* SUPPLIED INFORMATION *
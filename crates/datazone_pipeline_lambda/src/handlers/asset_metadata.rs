use datazone_pipeline_core::asset_metadata::{
    default_metadata_bucket, default_notification_topic, metadata_object_key, object_metadata,
    AssetLocation, AssetMetadata, CatalogEvent, NOTIFICATION_SUBJECT,
};
use datazone_pipeline_core::error::MetadataError;
use serde::Serialize;
use serde_json::Value;
use tracing::{error, info, warn};

use crate::adapters::catalog::CatalogReader;
use crate::adapters::notifier::Notifier;
use crate::adapters::object_store::ObjectStore;
use crate::config::AssetMetadataSettings;

const COMPONENT: &str = "asset_metadata_handler";
const CSV_CONTENT_TYPE: &str = "text/csv";

pub const PUBLISHED_MESSAGE: &str = "Message published successfully!";

/// API Gateway style reply; `body` is always a JSON-encoded string.
#[derive(Debug, Clone, PartialEq, Eq, Serialize)]
pub struct NotificationResponse {
    #[serde(rename = "statusCode")]
    pub status_code: u16,
    pub body: String,
}

impl NotificationResponse {
    fn new(status_code: u16, message: &str) -> Self {
        Self {
            status_code,
            body: Value::String(message.to_string()).to_string(),
        }
    }
}

pub fn handle_catalog_event(
    event: &Value,
    settings: &AssetMetadataSettings,
    catalog: &impl CatalogReader,
    store: &impl ObjectStore,
    notifier: &impl Notifier,
) -> Result<NotificationResponse, MetadataError> {
    let catalog_event = match CatalogEvent::from_event(event) {
        Ok(catalog_event) => catalog_event,
        Err(rejected) if rejected.is_client_error() => {
            warn!(component = COMPONENT, event = "event_rejected", error = %rejected);
            return Ok(NotificationResponse::new(400, &rejected.to_string()));
        }
        Err(other) => return Err(other),
    };
    info!(
        component = COMPONENT,
        event = "event_received",
        detail_type = %catalog_event.detail_type,
        asset_id = %catalog_event.asset_id,
        domain_id = %catalog_event.domain_id,
        project_id = %catalog_event.project_id,
        user_id = catalog_event.user_id.as_deref().unwrap_or(""),
        create_date = ?catalog_event.create_date,
    );

    let bucket = resolve_target(
        settings.bucket.as_deref(),
        &catalog_event,
        default_metadata_bucket,
    )?;
    let topic_arn = resolve_target(
        settings.topic_arn.as_deref(),
        &catalog_event,
        default_notification_topic,
    )?;

    let (location, metadata) = load_asset(&catalog_event, catalog)?;
    let key = metadata_object_key(&location);
    let csv = metadata.to_csv()?;
    let user_metadata = object_metadata(&catalog_event, &metadata);

    store
        .write_object(&bucket, &key, &csv, CSV_CONTENT_TYPE, &user_metadata)
        .map_err(MetadataError::Storage)?;
    info!(
        component = COMPONENT,
        event = "metadata_written",
        bucket = %bucket,
        key = %key,
        columns = metadata.columns.len(),
        revision = %metadata.revision,
    );

    let url = store
        .presigned_get_url(&bucket, &key, settings.presigned_url_ttl)
        .map_err(MetadataError::Storage)?;

    match notifier.publish(&topic_arn, NOTIFICATION_SUBJECT, &url) {
        Ok(message_id) => {
            info!(
                component = COMPONENT,
                event = "notification_published",
                topic_arn = %topic_arn,
                message_id = message_id.as_deref().unwrap_or(""),
            );
            Ok(NotificationResponse::new(200, PUBLISHED_MESSAGE))
        }
        Err(message) => {
            error!(
                component = COMPONENT,
                event = "notification_failed",
                topic_arn = %topic_arn,
                error = %message,
            );
            Ok(NotificationResponse::new(
                500,
                &format!("Error publishing message: {message}"),
            ))
        }
    }
}

fn load_asset(
    catalog_event: &CatalogEvent,
    catalog: &impl CatalogReader,
) -> Result<(AssetLocation, AssetMetadata), MetadataError> {
    let domain_id = catalog_event.domain_id.as_str();

    let project = catalog
        .get_project(domain_id, &catalog_event.project_id)
        .map_err(MetadataError::Catalog)?;
    let domain_unit_id = project.domain_unit_id.as_deref().ok_or_else(|| {
        MetadataError::Catalog(format!(
            "project {} has no owning domain unit",
            catalog_event.project_id
        ))
    })?;
    let domain_unit_name = catalog
        .get_domain_unit_name(domain_id, domain_unit_id)
        .map_err(MetadataError::Catalog)?;
    let domain_name = catalog
        .get_domain_name(domain_id)
        .map_err(MetadataError::Catalog)?;
    let record = catalog
        .get_asset(domain_id, &catalog_event.asset_id)
        .map_err(MetadataError::Catalog)?;

    let metadata = AssetMetadata::from_record(record)?;
    let location = AssetLocation {
        domain_name,
        domain_unit_name,
        project_name: project.name,
        asset_name: metadata.name.clone(),
    };
    Ok((location, metadata))
}

fn resolve_target(
    configured: Option<&str>,
    catalog_event: &CatalogEvent,
    default_for: fn(&str, &str) -> String,
) -> Result<String, MetadataError> {
    if let Some(configured) = configured {
        return Ok(configured.to_string());
    }
    let account = catalog_event
        .account
        .as_deref()
        .ok_or(MetadataError::MissingField("account"))?;
    let region = catalog_event
        .region
        .as_deref()
        .ok_or(MetadataError::MissingField("region"))?;
    Ok(default_for(account, region))
}

#[cfg(test)]
mod tests {
    use std::collections::BTreeMap;
    use std::sync::Mutex;
    use std::time::Duration;

    use datazone_pipeline_core::asset_metadata::{AssetForm, AssetRecord};
    use serde_json::json;

    use super::*;
    use crate::adapters::catalog::ProjectSummary;

    struct FixedCatalog;

    impl CatalogReader for FixedCatalog {
        fn get_project(&self, _: &str, _: &str) -> Result<ProjectSummary, String> {
            Ok(ProjectSummary {
                name: "ledger".to_string(),
                domain_unit_id: Some("unit-1".to_string()),
            })
        }

        fn get_domain_unit_name(&self, _: &str, _: &str) -> Result<String, String> {
            Ok("finance".to_string())
        }

        fn get_domain_name(&self, _: &str) -> Result<String, String> {
            Ok("corp".to_string())
        }

        fn get_asset(&self, _: &str, _: &str) -> Result<AssetRecord, String> {
            Ok(AssetRecord {
                name: "orders".to_string(),
                revision: "1".to_string(),
                forms: vec![
                    AssetForm {
                        form_name: "AssetCommonDetailsForm".to_string(),
                        content: Some("{}".to_string()),
                    },
                    AssetForm {
                        form_name: "ColumnBusinessMetadataForm".to_string(),
                        content: Some(
                            r#"{"columnsBusinessMetadata":[{"columnIdentifier":"id"}]}"#
                                .to_string(),
                        ),
                    },
                ],
            })
        }
    }

    #[derive(Default)]
    struct MemoryStore {
        writes: Mutex<Vec<(String, String)>>,
    }

    impl ObjectStore for MemoryStore {
        fn write_object(
            &self,
            bucket: &str,
            key: &str,
            _: &[u8],
            _: &str,
            _: &BTreeMap<String, String>,
        ) -> Result<(), String> {
            self.writes
                .lock()
                .map_err(|_| "writes lock poisoned".to_string())?
                .push((bucket.to_string(), key.to_string()));
            Ok(())
        }

        fn presigned_get_url(&self, bucket: &str, key: &str, _: Duration) -> Result<String, String> {
            Ok(format!("https://{bucket}.s3.amazonaws.com/{key}?X-Amz-Signature=abc"))
        }
    }

    struct DownNotifier;

    impl Notifier for DownNotifier {
        fn publish(&self, _: &str, _: &str, _: &str) -> Result<Option<String>, String> {
            Err("AuthorizationError".to_string())
        }
    }

    fn asset_added() -> Value {
        json!({
            "detail-type": "Asset Added To Catalog",
            "account": "111122223333",
            "region": "us-west-2",
            "detail": {
                "metadata": {"domain": "dzd_1", "owningProjectId": "prj-1"},
                "data": {"assetId": "asset-1"}
            }
        })
    }

    #[test]
    fn publish_failure_is_reported_as_server_error() {
        let store = MemoryStore::default();

        let response = handle_catalog_event(
            &asset_added(),
            &AssetMetadataSettings::default(),
            &FixedCatalog,
            &store,
            &DownNotifier,
        )
        .expect("handler should reply");

        assert_eq!(response.status_code, 500);
        assert_eq!(
            response.body,
            "\"Error publishing message: AuthorizationError\""
        );
        assert_eq!(
            *store.writes.lock().expect("writes lock"),
            vec![(
                "pnp-datazone-metadata-bucket-111122223333-us-west-2".to_string(),
                "datazone-assets/corp/finance/ledger/orders.csv".to_string(),
            )]
        );
    }

    #[test]
    fn missing_account_without_override_fails() {
        let mut event = asset_added();
        event.as_object_mut().expect("object").remove("account");

        let error = handle_catalog_event(
            &event,
            &AssetMetadataSettings::default(),
            &FixedCatalog,
            &MemoryStore::default(),
            &DownNotifier,
        )
        .expect_err("bucket cannot be derived");

        assert!(matches!(error, MetadataError::MissingField("account")));
    }
}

* WHAT THIS TASK INVOLVES *
Identify all lines in the records above with the word "Serialize".

* ANSWER FOR THE TASK *
use serde::Serialize;
#[derive(Debug, Clone, PartialEq, Eq, Serialize)]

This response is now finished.